- **RECORD SET**:

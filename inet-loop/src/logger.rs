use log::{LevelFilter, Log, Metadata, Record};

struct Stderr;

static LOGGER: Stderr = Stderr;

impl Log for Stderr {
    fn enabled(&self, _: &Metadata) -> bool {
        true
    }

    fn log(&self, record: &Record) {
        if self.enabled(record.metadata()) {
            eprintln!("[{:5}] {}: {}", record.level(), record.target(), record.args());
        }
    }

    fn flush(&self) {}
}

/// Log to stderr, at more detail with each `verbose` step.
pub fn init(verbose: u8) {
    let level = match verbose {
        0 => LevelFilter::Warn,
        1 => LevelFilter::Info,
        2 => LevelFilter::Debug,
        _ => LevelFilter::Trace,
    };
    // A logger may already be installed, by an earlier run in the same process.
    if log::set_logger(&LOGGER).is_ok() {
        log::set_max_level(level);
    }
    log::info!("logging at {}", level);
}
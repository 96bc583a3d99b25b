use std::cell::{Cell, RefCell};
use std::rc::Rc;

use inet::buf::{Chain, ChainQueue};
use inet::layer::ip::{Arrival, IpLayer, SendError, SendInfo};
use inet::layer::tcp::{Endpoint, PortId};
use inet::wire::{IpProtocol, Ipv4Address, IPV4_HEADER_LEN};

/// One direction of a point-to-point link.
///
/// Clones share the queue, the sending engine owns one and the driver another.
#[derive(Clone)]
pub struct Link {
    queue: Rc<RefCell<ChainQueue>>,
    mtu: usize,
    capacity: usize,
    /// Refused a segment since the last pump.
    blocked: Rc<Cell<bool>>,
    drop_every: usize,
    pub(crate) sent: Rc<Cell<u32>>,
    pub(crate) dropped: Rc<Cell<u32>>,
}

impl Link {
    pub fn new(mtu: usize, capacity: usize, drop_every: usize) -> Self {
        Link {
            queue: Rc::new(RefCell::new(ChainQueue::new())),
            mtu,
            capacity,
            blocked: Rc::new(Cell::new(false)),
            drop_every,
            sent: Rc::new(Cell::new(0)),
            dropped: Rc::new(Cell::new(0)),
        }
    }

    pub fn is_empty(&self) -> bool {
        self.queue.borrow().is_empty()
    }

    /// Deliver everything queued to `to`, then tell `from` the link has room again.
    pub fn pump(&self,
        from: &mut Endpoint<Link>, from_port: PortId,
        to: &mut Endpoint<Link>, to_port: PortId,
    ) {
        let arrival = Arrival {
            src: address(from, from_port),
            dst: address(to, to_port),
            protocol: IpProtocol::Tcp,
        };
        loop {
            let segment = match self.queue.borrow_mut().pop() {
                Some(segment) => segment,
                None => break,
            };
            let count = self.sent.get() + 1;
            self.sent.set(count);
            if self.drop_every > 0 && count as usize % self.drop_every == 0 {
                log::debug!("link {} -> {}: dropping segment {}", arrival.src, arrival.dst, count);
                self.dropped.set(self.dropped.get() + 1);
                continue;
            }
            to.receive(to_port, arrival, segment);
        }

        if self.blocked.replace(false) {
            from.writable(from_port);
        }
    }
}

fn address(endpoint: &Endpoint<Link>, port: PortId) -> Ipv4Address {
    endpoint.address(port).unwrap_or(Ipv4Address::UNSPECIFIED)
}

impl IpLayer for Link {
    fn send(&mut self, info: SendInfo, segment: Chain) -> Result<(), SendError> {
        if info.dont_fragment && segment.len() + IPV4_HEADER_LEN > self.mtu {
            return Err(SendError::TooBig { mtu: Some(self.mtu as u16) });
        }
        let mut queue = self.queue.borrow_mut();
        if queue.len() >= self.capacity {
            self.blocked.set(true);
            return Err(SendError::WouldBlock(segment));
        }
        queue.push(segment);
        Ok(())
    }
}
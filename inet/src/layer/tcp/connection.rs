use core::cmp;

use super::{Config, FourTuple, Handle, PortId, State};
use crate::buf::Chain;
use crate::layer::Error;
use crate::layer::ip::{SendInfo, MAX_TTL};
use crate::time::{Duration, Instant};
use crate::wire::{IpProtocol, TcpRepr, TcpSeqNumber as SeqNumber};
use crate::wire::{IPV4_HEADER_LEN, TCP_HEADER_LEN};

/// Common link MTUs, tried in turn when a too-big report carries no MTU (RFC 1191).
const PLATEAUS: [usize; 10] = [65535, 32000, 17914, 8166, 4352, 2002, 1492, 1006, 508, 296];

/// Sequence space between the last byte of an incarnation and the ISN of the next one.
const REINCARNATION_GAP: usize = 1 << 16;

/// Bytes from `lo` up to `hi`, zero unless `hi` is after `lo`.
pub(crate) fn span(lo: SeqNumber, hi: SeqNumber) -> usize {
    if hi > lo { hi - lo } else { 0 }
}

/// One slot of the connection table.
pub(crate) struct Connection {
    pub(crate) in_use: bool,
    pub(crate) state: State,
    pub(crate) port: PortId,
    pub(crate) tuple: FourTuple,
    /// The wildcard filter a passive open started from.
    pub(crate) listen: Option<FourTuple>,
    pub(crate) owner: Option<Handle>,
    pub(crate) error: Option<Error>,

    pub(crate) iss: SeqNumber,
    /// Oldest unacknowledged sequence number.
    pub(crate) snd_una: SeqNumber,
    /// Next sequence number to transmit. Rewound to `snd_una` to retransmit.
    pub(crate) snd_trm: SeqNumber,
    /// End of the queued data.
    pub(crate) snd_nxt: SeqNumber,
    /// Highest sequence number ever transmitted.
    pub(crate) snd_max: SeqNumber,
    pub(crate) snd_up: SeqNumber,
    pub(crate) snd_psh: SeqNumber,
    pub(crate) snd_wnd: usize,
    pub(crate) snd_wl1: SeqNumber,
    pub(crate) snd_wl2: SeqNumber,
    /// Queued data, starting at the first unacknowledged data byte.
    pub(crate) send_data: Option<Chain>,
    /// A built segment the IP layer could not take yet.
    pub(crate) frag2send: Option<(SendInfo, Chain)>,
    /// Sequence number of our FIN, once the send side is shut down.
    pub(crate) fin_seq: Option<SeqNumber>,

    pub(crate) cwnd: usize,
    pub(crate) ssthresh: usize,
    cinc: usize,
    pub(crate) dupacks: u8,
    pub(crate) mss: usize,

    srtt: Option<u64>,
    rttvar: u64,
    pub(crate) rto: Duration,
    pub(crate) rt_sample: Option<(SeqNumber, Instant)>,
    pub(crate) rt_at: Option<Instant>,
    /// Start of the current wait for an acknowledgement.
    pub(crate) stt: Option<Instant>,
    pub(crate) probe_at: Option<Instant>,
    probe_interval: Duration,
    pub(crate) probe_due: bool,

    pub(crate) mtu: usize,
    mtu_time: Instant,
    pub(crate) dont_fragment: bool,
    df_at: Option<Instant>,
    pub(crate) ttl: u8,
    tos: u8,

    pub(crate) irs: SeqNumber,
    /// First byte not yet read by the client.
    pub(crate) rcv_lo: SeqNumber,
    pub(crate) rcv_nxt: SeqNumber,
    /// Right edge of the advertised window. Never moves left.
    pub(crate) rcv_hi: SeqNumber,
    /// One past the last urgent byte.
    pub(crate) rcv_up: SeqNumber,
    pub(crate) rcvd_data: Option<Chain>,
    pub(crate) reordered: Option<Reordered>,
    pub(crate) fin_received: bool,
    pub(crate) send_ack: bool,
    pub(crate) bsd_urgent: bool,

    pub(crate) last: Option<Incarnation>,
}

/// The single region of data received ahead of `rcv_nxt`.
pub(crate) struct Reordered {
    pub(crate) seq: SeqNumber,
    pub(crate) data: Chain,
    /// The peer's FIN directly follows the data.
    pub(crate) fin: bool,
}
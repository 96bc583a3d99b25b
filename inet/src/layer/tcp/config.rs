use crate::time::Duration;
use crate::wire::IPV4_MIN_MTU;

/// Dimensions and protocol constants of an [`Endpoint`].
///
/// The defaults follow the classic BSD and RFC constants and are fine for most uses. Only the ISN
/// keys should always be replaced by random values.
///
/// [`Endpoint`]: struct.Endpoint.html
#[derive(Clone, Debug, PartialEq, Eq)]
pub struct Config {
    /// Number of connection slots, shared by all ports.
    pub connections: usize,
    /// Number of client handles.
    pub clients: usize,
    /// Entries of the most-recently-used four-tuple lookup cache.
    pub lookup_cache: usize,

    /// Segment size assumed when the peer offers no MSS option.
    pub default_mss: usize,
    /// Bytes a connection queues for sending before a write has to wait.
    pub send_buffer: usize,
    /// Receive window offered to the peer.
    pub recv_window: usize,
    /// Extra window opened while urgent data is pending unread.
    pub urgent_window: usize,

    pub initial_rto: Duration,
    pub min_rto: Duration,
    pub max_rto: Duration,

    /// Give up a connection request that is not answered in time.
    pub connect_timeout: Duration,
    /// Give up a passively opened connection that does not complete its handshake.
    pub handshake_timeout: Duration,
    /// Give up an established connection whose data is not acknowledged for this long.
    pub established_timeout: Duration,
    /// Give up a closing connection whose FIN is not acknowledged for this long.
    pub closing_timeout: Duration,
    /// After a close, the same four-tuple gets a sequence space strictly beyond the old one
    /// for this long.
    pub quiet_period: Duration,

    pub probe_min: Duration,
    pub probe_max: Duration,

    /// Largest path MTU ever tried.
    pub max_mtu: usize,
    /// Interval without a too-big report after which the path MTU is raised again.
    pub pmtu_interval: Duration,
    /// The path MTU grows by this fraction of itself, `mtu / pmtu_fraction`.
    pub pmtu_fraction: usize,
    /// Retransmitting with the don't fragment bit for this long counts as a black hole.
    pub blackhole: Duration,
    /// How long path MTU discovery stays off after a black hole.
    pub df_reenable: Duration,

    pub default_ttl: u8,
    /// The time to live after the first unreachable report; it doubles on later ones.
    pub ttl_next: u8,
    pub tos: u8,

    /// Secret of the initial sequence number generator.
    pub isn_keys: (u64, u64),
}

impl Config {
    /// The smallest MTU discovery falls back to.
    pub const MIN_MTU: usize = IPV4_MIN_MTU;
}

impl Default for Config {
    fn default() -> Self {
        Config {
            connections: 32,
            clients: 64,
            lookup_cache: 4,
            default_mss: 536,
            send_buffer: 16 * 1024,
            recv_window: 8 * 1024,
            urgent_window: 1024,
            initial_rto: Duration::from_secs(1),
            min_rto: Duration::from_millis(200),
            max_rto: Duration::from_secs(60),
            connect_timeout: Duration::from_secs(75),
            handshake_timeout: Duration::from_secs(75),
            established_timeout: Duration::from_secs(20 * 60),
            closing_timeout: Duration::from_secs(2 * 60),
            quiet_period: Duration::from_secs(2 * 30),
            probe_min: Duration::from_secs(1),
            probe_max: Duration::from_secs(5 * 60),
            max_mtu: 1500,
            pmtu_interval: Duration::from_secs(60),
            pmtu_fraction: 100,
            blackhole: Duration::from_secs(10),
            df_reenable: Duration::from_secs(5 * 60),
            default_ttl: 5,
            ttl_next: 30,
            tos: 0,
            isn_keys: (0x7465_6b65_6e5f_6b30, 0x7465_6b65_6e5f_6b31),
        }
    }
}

- **TASK PROMPT**:
Copy down every line of the material above that includes the string "struct".

- **REPLY TO THE EXERCISE**:
struct Stderr;
pub struct Link {
pub(crate) struct Connection {
pub(crate) struct Reordered {
/// [`Endpoint`]: struct.Endpoint.html
pub struct Config {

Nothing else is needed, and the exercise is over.